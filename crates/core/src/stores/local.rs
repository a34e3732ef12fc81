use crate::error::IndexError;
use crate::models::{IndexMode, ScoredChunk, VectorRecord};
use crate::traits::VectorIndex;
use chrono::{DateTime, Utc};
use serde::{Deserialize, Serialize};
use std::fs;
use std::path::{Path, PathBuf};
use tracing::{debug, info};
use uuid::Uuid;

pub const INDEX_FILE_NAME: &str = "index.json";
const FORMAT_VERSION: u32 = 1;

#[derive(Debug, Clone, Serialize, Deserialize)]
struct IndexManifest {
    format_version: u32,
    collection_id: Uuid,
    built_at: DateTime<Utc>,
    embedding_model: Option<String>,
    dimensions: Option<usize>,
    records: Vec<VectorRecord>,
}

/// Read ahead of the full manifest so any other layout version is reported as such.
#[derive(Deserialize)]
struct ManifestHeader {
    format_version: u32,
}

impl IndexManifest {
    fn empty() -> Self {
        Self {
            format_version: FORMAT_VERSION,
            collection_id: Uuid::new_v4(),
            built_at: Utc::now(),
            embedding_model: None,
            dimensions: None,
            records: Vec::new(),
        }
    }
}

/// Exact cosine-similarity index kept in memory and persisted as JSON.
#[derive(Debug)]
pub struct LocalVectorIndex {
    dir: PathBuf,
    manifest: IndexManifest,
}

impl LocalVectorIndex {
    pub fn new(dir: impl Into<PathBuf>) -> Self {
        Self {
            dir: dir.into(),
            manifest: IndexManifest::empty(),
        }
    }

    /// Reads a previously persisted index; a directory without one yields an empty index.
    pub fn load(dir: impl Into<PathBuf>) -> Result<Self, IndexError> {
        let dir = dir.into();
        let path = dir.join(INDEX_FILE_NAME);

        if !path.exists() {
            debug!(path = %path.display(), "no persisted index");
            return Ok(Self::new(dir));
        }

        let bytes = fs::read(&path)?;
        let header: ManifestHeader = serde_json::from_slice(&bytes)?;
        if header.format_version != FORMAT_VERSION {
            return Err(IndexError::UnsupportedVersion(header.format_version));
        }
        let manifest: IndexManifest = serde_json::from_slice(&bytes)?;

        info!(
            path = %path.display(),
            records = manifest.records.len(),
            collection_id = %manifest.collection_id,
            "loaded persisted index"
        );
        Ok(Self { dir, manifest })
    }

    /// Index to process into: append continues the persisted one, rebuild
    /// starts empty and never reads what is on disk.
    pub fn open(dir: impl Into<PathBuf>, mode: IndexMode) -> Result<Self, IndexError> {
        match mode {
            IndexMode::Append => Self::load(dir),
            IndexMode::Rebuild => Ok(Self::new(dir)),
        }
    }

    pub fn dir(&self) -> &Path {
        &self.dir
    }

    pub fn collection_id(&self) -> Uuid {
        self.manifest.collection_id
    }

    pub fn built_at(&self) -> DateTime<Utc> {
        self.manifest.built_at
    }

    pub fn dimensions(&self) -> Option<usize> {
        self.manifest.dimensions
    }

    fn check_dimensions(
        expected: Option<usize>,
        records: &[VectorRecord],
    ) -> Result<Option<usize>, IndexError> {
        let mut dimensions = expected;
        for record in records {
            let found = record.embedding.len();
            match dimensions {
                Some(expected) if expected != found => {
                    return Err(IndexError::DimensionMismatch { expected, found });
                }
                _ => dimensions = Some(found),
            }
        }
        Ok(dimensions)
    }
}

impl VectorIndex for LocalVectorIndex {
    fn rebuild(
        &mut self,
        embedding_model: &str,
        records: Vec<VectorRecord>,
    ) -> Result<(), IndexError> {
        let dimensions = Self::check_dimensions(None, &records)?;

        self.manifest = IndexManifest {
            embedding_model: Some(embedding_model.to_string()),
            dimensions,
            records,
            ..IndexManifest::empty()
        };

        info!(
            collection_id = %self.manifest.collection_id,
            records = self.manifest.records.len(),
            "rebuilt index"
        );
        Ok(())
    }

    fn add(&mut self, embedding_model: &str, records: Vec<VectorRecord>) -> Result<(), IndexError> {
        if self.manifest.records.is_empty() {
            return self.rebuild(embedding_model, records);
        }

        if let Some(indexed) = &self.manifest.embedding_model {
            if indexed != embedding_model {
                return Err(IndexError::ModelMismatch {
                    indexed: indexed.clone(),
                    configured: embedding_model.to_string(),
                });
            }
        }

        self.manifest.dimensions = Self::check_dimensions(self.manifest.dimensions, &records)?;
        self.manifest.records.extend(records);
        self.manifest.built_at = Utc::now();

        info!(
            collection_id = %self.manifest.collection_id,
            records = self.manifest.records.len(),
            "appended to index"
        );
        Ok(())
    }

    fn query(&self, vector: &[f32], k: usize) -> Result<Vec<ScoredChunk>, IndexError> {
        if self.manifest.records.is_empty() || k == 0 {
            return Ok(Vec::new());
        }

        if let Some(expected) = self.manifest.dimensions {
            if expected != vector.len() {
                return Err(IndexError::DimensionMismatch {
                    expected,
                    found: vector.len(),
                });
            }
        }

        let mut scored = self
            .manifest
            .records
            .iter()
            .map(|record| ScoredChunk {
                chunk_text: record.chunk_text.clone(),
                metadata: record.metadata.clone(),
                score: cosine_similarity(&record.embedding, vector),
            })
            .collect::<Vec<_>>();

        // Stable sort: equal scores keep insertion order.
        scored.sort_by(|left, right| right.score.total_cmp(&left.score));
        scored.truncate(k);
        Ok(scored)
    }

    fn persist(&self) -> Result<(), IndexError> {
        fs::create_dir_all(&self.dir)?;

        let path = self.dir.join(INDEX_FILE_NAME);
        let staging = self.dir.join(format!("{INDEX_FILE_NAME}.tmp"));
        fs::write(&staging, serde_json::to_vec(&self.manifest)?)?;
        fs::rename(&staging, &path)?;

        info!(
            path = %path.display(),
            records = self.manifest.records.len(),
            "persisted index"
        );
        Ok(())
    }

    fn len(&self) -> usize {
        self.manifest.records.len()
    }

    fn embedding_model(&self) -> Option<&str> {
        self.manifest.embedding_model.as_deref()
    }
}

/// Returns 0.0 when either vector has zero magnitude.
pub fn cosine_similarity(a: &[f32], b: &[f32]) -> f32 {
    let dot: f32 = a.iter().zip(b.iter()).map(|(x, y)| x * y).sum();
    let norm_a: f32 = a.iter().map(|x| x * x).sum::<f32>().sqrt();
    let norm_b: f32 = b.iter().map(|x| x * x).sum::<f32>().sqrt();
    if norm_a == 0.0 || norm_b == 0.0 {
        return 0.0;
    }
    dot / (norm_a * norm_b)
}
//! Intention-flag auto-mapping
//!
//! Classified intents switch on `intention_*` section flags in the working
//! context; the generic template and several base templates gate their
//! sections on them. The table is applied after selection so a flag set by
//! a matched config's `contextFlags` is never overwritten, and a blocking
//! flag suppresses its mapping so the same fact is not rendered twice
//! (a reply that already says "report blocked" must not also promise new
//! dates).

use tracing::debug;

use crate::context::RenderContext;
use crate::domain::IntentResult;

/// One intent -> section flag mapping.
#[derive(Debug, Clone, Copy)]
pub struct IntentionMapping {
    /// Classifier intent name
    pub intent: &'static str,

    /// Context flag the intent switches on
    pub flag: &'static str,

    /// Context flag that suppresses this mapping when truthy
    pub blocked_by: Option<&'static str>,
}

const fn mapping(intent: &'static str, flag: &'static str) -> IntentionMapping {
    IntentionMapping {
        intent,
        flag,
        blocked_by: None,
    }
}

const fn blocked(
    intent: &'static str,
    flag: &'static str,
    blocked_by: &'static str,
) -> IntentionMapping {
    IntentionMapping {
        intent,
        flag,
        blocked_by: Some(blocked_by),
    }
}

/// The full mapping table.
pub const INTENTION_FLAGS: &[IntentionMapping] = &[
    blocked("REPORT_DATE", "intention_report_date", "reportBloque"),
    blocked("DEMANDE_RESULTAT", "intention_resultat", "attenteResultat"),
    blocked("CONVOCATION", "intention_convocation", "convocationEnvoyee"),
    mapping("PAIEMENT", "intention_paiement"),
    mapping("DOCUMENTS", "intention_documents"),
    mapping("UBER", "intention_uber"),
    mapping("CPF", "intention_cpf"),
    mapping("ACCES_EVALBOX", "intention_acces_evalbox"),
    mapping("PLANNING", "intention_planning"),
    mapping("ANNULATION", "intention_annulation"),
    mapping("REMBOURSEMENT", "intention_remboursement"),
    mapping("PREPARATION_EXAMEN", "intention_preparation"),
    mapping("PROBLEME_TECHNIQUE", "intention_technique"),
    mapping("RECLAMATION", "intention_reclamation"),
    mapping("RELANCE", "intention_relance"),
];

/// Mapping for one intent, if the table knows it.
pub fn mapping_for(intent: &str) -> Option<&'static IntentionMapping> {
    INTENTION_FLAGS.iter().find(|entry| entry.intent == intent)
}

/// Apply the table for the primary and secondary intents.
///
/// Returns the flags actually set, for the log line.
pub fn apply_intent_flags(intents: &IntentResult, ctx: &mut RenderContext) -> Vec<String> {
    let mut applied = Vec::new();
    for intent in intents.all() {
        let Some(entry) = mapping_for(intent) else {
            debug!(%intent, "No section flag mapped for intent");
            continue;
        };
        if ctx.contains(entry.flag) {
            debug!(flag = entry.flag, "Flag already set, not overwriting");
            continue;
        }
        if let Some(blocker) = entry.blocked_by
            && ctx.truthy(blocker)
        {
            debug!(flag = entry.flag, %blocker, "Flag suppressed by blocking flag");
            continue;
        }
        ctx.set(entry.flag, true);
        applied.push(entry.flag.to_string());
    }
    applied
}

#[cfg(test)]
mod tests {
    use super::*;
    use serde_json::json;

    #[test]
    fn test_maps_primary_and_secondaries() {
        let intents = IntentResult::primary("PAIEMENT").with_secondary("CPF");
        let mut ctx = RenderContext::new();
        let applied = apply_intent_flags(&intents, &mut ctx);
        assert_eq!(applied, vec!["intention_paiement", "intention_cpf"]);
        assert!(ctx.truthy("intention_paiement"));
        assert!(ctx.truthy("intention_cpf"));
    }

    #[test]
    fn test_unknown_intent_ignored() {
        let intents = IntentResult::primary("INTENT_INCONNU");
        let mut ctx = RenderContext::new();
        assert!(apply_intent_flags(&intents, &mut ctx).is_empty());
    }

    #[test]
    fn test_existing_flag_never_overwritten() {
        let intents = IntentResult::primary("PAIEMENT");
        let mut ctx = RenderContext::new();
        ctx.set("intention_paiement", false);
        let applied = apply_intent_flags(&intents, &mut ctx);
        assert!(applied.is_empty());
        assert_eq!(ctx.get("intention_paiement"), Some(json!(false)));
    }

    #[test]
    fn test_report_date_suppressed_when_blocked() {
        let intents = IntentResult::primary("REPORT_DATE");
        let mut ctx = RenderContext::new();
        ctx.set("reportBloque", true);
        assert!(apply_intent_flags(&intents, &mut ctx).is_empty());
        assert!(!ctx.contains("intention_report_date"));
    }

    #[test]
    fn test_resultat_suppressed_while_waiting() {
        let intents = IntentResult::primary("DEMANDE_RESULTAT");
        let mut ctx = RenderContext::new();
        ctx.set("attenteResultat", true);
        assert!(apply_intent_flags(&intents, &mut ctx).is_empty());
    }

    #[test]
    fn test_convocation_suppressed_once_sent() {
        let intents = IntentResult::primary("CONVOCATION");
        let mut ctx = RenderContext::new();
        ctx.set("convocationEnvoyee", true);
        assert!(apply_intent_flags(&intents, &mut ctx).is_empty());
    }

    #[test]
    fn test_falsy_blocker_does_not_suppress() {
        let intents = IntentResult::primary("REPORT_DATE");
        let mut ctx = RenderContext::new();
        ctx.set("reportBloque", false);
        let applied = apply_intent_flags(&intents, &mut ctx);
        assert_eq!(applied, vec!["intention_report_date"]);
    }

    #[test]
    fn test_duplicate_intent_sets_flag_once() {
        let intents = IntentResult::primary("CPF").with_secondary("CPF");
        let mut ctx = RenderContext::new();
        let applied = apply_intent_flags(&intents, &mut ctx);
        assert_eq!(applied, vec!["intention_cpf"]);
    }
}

TASK TO CARRY OUT: Look through the data above and return each line where the string "join" occurs.

RESPONSE TO THIS EXERCISE:
        let path = dir.join(INDEX_FILE_NAME);
        let path = self.dir.join(INDEX_FILE_NAME);
        let staging = self.dir.join(format!("{INDEX_FILE_NAME}.tmp"));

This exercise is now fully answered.